А почему бы и нет? В семье это было бы сложнее. Хотя везде, где восстанавливают в правах свободу и право выбора, гуманизма куда как больше.
Но общество убеждено, что дети, как солдаты, должны получать свой паек, и подкрепляет это мнение авторитетом медицины. Диететика превратилась в принуждение есть то, что полезно для здоровья, сбалансировано и т. д.
Ребенку трудно отстаивать свою автономию в перемещениях, жестах, инициативе, когда его любопытство, изобретательность, тяга к открытиям не находят отклика. Например, когда ребенок причинил себе боль и со слезами приходит сказать об этом, многие ли матери спросят: «А ты понял, почему ударился? Отчего так получилось?»

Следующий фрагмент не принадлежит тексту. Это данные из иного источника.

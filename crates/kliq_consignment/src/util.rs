//! Stateless helper utilities shared by the reader, settlement and writer stages.

use std::collections::{BTreeMap, BTreeSet};
use std::sync::LazyLock;

use regex::Regex;

use crate::conf::{
    C_PATTERN_PUBLISHER_COLUMN, C_PATTERN_PUBLISHER_TOKEN, C_PUBLISHER_SENTINEL, N_LEN_ISBN_MAX,
};
use crate::spec::{DecodeError, SpecColumnWidthPlan, SpecReportLayout};

static RE_PUBLISHER_COLUMN: LazyLock<Regex> =
    LazyLock::new(|| Regex::new(C_PATTERN_PUBLISHER_COLUMN).expect("publisher column regex"));
static RE_PUBLISHER_TOKEN: LazyLock<Regex> =
    LazyLock::new(|| Regex::new(C_PATTERN_PUBLISHER_TOKEN).expect("publisher token regex"));
static RE_WHITESPACE: LazyLock<Regex> =
    LazyLock::new(|| Regex::new(r"\s+").expect("whitespace regex"));
static RE_STRIPPED_CHARS: LazyLock<Regex> =
    LazyLock::new(|| Regex::new(r"[:0-9-]+").expect("stripped chars regex"));

////////////////////////////////////////////////////////////////////////////////
// #region PublisherIdentifiers

/// Whether a column name marks a publisher's consigned quantities.
pub fn is_publisher_column(column_name: &str) -> bool {
    RE_PUBLISHER_COLUMN.is_match(column_name)
}

/// Derive the publisher identifier from a consignment column name.
///
/// Colons, digits and hyphens are dropped, every `consignacion(es)` token is
/// removed, whitespace runs collapse to one space, and the rest is trimmed and
/// upper-cased. An empty result maps to [`C_PUBLISHER_SENTINEL`].
pub fn derive_publisher_id(column_name: &str) -> String {
    let mut c_name = RE_STRIPPED_CHARS.replace_all(column_name, "").into_owned();
    while RE_PUBLISHER_TOKEN.is_match(&c_name) {
        c_name = RE_PUBLISHER_TOKEN.replace_all(&c_name, "").into_owned();
    }
    let c_name = RE_WHITESPACE.replace_all(&c_name, " ");
    let c_name = c_name.trim().to_uppercase();

    if c_name.is_empty() {
        C_PUBLISHER_SENTINEL.to_string()
    } else {
        c_name
    }
}

// #endregion
////////////////////////////////////////////////////////////////////////////////
// #region CodeNormalization

/// Keep the first `/` segment of a code, truncated to [`N_LEN_ISBN_MAX`] chars.
pub fn normalize_isbn(code: &str) -> String {
    code.split('/')
        .next()
        .unwrap_or_default()
        .chars()
        .take(N_LEN_ISBN_MAX)
        .collect()
}

/// Parse a normalized ISBN as an integer cell value.
pub fn coerce_isbn_integer(isbn: &str) -> Result<i64, DecodeError> {
    isbn.trim()
        .parse::<i64>()
        .map_err(|_| DecodeError::Isbn(isbn.to_string()))
}

// #endregion
////////////////////////////////////////////////////////////////////////////////
// #region HeaderNormalization

/// Disambiguate repeated column names as `name.1`, `name.2`, ...
pub fn derive_unique_column_names(columns: Vec<String>) -> Vec<String> {
    let mut set_names_taken: BTreeSet<String> = BTreeSet::new();
    let mut dict_counts: BTreeMap<String, usize> = BTreeMap::new();
    let mut l_names = Vec::with_capacity(columns.len());

    for c_name in columns {
        if set_names_taken.insert(c_name.clone()) {
            dict_counts.insert(c_name.clone(), 0);
            l_names.push(c_name);
            continue;
        }

        let n_count = dict_counts.entry(c_name.clone()).or_insert(0);
        let c_candidate = loop {
            *n_count += 1;
            let c_candidate = format!("{c_name}.{n_count}");
            if !set_names_taken.contains(&c_candidate) {
                break c_candidate;
            }
        };
        set_names_taken.insert(c_candidate.clone());
        l_names.push(c_candidate);
    }

    l_names
}

// #endregion
////////////////////////////////////////////////////////////////////////////////
// #region ColumnWidths

/// Displayed length of a text, counted in characters.
pub fn estimate_text_width(text: &str) -> usize {
    text.chars().count()
}

/// Plan data column widths so the merged title stays un-clipped.
///
/// Any deficit against twice the title length goes to the product column.
pub fn plan_column_widths<'a>(
    header_units: &str,
    header_product: &str,
    products: impl IntoIterator<Item = &'a str>,
    title: &str,
    layout: &SpecReportLayout,
) -> SpecColumnWidthPlan {
    let n_width_units = estimate_text_width(header_units) + layout.width_units_padding;
    let n_width_product_longest = products
        .into_iter()
        .map(estimate_text_width)
        .max()
        .unwrap_or(0);
    let mut n_width_product = usize::max(n_width_product_longest, estimate_text_width(header_product))
        + layout.width_product_padding;
    let n_width_isbn = layout.width_isbn;

    let n_width_required = 2 * estimate_text_width(title);
    let n_width_current = n_width_units + n_width_product + n_width_isbn;
    if n_width_required > n_width_current {
        n_width_product += n_width_required - n_width_current;
    }

    SpecColumnWidthPlan {
        width_units: n_width_units,
        width_product: n_width_product,
        width_isbn: n_width_isbn,
    }
}

// #endregion
////////////////////////////////////////////////////////////////////////////////
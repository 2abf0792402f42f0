//! # Strata
//!
//! An embedded time-series storage engine with:
//! - Per-stream copy-on-write trees with immutable, numbered generations
//! - Precomputed statistics for fast aggregate queries at any resolution
//! - Coalesced commits that batch concurrent inserts per stream
//! - Reachability-based garbage collection of old generations
//!
//! ## Architecture Overview
//!
//! ```text
//! ┌─────────────────────────────────────────────────────────────┐
//! │                          Engine                              │
//! │            (inserts, queries, delete, GC, inspect)           │
//! └───────────────┬─────────────────────────────┬───────────────┘
//!                 │ inserts / flush              │ queries
//!                 ▼                              │
//!   ┌───────────────────────────┐                │
//!   │        Coalescer          │                │
//!   │ (per-stream open buffers) │                │
//!   └─────────────┬─────────────┘                │
//!                 │ commit                       │
//!                 ▼                              ▼
//!   ┌───────────────────────────┐  ┌───────────────────────────┐
//!   │        WriteTree          │  │         ReadTree          │
//!   │     (copy-on-write)       │  │   (generation snapshot)   │
//!   └─────────────┬─────────────┘  └─────────────┬─────────────┘
//!                 └──────────────┬───────────────┘
//!                                ▼
//!                 ┌───────────────────────────────┐
//!                 │          BlockStore           │
//!                 │ blocks.dat · superblocks.log  │
//!                 │        (LRU block cache)      │
//!                 └───────────────────────────────┘
//! ```

// =============================================================================
// Module Declarations
// =============================================================================

pub mod config;
pub mod error;
pub mod record;

pub mod bstore;
pub mod coalesce;
pub mod engine;
pub mod qtree;

// =============================================================================
// Public API Re-exports
// =============================================================================

pub use bstore::BlockReport;
pub use config::{Config, ConfigBuilder, SyncStrategy};
pub use engine::Engine;
pub use error::{Result, StrataError};
pub use record::{ChangedRange, Record, StatRecord, MAXIMUM_TIME, MINIMUM_TIME};
pub use uuid::Uuid;

// =============================================================================
// Version Info
// =============================================================================

/// Current version of Strata
pub const VERSION: &str = env!("CARGO_PKG_VERSION");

Многие ли матери позаботятся узнать, извлек ли ребенок опыт из случившегося, чтобы в следующий раз оказаться в безопасности? Если мать поговорит об этом с ребенком, то в дальнейшем он воспользуется своим скромным опытом относительной беззащитности, которую не предусмотрел в прошлый раз. Но, как правило, мать не позволяет ребенку вернуться к опасному занятию и закрепить добытый опыт. «Ах, раз так, ты больше туда не пойдешь», – и мать разрушает плоды опыта, приобретенного ребенком. Если после того, как он подвергся какому-либо риску, с ним поговорили, не ругая его, он застрахован на будущее. Как часто матери-наседки поступают наоборот! Ушибся во время катания на лыжах? – «Ну хорошо же, больше ты на лыжах кататься не будешь!» Упал, сбегая по лестнице? – «Все, с сегодняшнего дня ездишь только в лифте!» Застрял в лифте? – «Будешь ходить по лестнице!»